— WHAT THE TASK REQUIRES —
Look through the records, and whenever a line includes the word "IpAddr", copy it.

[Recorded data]

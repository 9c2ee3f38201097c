// SPDX-License-Identifier: MPL-2.0

//! The packet path.
//!
//! A packet filter rule holds a [`SetId`] and tests, adds or deletes the
//! packet it sees through [`SetTable::test`], [`SetTable::add`] and
//! [`SetTable::del`]. These never take the administrative lock; only the lock
//! of the set itself is held while the storage is consulted.

use std::net::IpAddr;

use crate::{
    family::NfProto,
    prelude::*,
    table::{SetId, SetTable},
};

bitflags! {
    /// Selects the source or destination part of the packet for each dimension.
    pub struct DimFlags: u8 {
        const ONE_SRC = 1 << 0;
        const TWO_SRC = 1 << 1;
        const THREE_SRC = 1 << 2;
    }
}

/// The fields of a packet that sets can match on.
#[derive(Debug, Clone, Copy, PartialEq, Eq)]
pub struct PacketInfo {
    pub src: IpAddr,
    pub dst: IpAddr,
    /// The L4 protocol number.
    pub proto: u8,
    pub sport: u16,
    pub dport: u16,
    pub src_mac: Option<[u8; 6]>,
}

impl PacketInfo {
    pub fn family(&self) -> NfProto {
        NfProto::of(&self.src)
    }

    /// Returns the address used by dimension `dim`, counted from one.
    pub fn addr(&self, dim: u8, flags: DimFlags) -> IpAddr {
        if is_src(dim, flags) {
            self.src
        } else {
            self.dst
        }
    }

    /// Returns the port used by dimension `dim`, counted from one.
    pub fn port(&self, dim: u8, flags: DimFlags) -> u16 {
        if is_src(dim, flags) {
            self.sport
        } else {
            self.dport
        }
    }
}

fn is_src(dim: u8, flags: DimFlags) -> bool {
    match dim {
        1 => flags.contains(DimFlags::ONE_SRC),
        2 => flags.contains(DimFlags::TWO_SRC),
        3 => flags.contains(DimFlags::THREE_SRC),
        _ => false,
    }
}

/// The arguments of the packet-path operations of [`SetVariant`].
///
/// [`SetVariant`]: crate::set_type::SetVariant
#[derive(Debug)]
pub struct KadtArgs<'a> {
    pub pkt: &'a PacketInfo,
    pub family: NfProto,
    /// How many dimensions the caller supplies.
    pub dim: u8,
    pub flags: DimFlags,
    pub table: &'a SetTable,
}

impl SetTable {
    /// Tests whether the packet matches set `id`.
    ///
    /// Errors of the storage count as no match.
    pub fn test(
        &self,
        id: SetId,
        pkt: &PacketInfo,
        family: NfProto,
        dim: u8,
        flags: DimFlags,
    ) -> bool {
        let Some(set) = self.set_by_id(id) else {
            return false;
        };
        if !set.accepts(family, dim) {
            return false;
        }

        let args = KadtArgs {
            pkt,
            family,
            dim,
            flags,
            table: self,
        };

        let res = set.read_variant().ktest(&args);
        match res {
            Ok(matched) => matched,
            Err(err) if err.error() == Errno::EAGAIN => {
                // Matched, and the element must be materialized.
                if let Err(err) = set.write_variant().kadd(&args) {
                    debug!("ip_set: completing a match failed: {}", err);
                }
                true
            }
            Err(_) => false,
        }
    }

    /// Adds the packet to set `id`.
    pub fn add(
        &self,
        id: SetId,
        pkt: &PacketInfo,
        family: NfProto,
        dim: u8,
        flags: DimFlags,
    ) -> Result<()> {
        let Some(set) = self.set_by_id(id) else {
            return_errno_with_message!(Errno::ENOENT, "the set does not exist");
        };
        if !set.accepts(family, dim) {
            return Ok(());
        }

        let args = KadtArgs {
            pkt,
            family,
            dim,
            flags,
            table: self,
        };
        set.write_variant().kadd(&args)
    }

    /// Deletes the packet from set `id`.
    pub fn del(
        &self,
        id: SetId,
        pkt: &PacketInfo,
        family: NfProto,
        dim: u8,
        flags: DimFlags,
    ) -> Result<()> {
        let Some(set) = self.set_by_id(id) else {
            return_errno_with_message!(Errno::ENOENT, "the set does not exist");
        };
        if !set.accepts(family, dim) {
            return Ok(());
        }

        let args = KadtArgs {
            pkt,
            family,
            dim,
            flags,
            table: self,
        };
        set.write_variant().kdel(&args)
    }
}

— RESULT FOR THIS EXERCISE —
use std::net::IpAddr;
    pub src: IpAddr,
    pub dst: IpAddr,
    pub fn addr(&self, dim: u8, flags: DimFlags) -> IpAddr {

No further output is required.